Deuxième gros volet, un fort département de santé publique : une dizaine d’équipes de recherches vont venir «pour créer une masse critique». Plusieurs universités ont accepté de se rassembler sur ce lieu. Enfin, il y aura «une maison d’information des usagers». Tous les changements sont aujourd’hui validés. La plupart des services d’hospitalisation ont commencé à fermer, déménageant pour la plupart à l’hôpital Cochin, à deux kilomètres, et, fin mars, tous les lits de pneumologie ont été ainsi fermés.
L’ambiance était à la rébellion
Tout serait donc parfait dans le meilleur des mondes hospitaliers ? Pas tout à fait. Le soir du 28 mars, lors d’une réunion publique dans la salle des fêtes de la mairie du IVe arrondissement de Paris, on a débattu de l’avenir de l’Hôtel-Dieu. Près de 200 personnes étaient présentes. L’ambiance était à la rébellion. Et, d’un coup, une tout autre histoire émerge. Une lettre de 15 médecins des services des urgences est lue : «C’est le dernier appel d’une équipe épuisée, les conditions de travail sont actuellement insupportables, nous nous sentons harcelés, humiliés», écrivent-ils.

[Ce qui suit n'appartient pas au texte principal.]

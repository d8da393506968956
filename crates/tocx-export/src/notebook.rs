//! Heading extraction from notebook markdown cells.

use pulldown_cmark::{Event, HeadingLevel, Options, Parser, Tag, TagEnd};
use tocx_toc::Heading;

use crate::collaborators::HeadingSource;

/// Headings of a notebook's markdown cells, in document order.
#[derive(Clone, Debug, Default)]
pub struct NotebookHeadings {
    headings: Vec<Heading>,
}

impl NotebookHeadings {
    /// Extract headings from notebook JSON (nbformat 4).
    ///
    /// Code and raw cells are skipped. Cell sources may be a string or a list
    /// of lines.
    pub fn from_notebook(notebook: &serde_json::Value) -> Self {
        let cells = notebook
            .get("cells")
            .and_then(serde_json::Value::as_array)
            .map(Vec::as_slice)
            .unwrap_or_default();

        let headings = cells
            .iter()
            .filter(|cell| {
                cell.get("cell_type").and_then(serde_json::Value::as_str) == Some("markdown")
            })
            .flat_map(|cell| markdown_headings(&cell_source(cell)))
            .collect();

        Self { headings }
    }
}

impl HeadingSource for NotebookHeadings {
    fn headings(&self, _path: &str) -> Vec<Heading> {
        self.headings.clone()
    }
}

fn cell_source(cell: &serde_json::Value) -> String {
    match cell.get("source") {
        Some(serde_json::Value::String(source)) => source.clone(),
        Some(serde_json::Value::Array(lines)) => lines
            .iter()
            .filter_map(serde_json::Value::as_str)
            .collect(),
        _ => String::new(),
    }
}

/// Collect ATX and setext headings with their plain text.
fn markdown_headings(markdown: &str) -> Vec<Heading> {
    let mut headings = Vec::new();
    let mut current: Option<(u32, String)> = None;

    let options = Options::ENABLE_TABLES | Options::ENABLE_STRIKETHROUGH;
    for event in Parser::new_ext(markdown, options) {
        match event {
            Event::Start(Tag::Heading { level, .. }) => {
                current = Some((heading_level_to_num(level), String::new()));
            }
            Event::Text(text) | Event::Code(text) => {
                if let Some((_, buffer)) = &mut current {
                    buffer.push_str(&text);
                }
            }
            Event::SoftBreak | Event::HardBreak => {
                if let Some((_, buffer)) = &mut current {
                    buffer.push(' ');
                }
            }
            Event::End(TagEnd::Heading(_)) => {
                if let Some((level, text)) = current.take() {
                    headings.push(Heading::new(text.trim(), level));
                }
            }
            _ => {}
        }
    }

    headings
}

fn heading_level_to_num(level: HeadingLevel) -> u32 {
    match level {
        HeadingLevel::H1 => 1,
        HeadingLevel::H2 => 2,
        HeadingLevel::H3 => 3,
        HeadingLevel::H4 => 4,
        HeadingLevel::H5 => 5,
        HeadingLevel::H6 => 6,
    }
}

Un ancien chef de service, le professeur Zeitoun, prend la parole :«On nous parle d’hôpital debout, je ne comprends pas ce que cela veut dire. Un hôpital, surtout l’Hôtel-Dieu, c’est aussi fait pour accueillir les misères du monde. Comment le faire sans le moindre lit ?» Plus politique, le Dr Christophe Prudhomme, médecin urgentiste et syndicaliste cégétiste : «Supprimer des lits, intra-muros, à Paris ? Mais c’est un non-sens. Il en manque. Aujourd’hui, les patients attendent des heures sur un brancard. Venez dire à mes patients qui sont dans les couloirs ce que c’est qu’un hôpital debout», lance-t-il aux responsables de l’AP-HP. Un autre médecin : «Un hôpital debout, c’est le personnel couché.» Un usager met les pieds dans le plat : «Si j’ai bien compris, l’Hôtel-Dieu va devenir un dispensaire.»Puis un responsable de l’association Aides s’inquiète «des silences du projet, sans explication économique».
Les responsables écoutent. Jean-Marie Le Guen se défend, bec et ongles : «Ce projet se fera. Nous allons créer de nouveaux liens entre l’hôpital et la ville.» «Je comprends qu’il y ait des questions, poursuit Mireille Faugère, directrice de l’AP-HP. Ce que nous voulons faire est quelque chose d’unique, de nouveau. C’est normal qu’il y ait des craintes.» Pour le moins.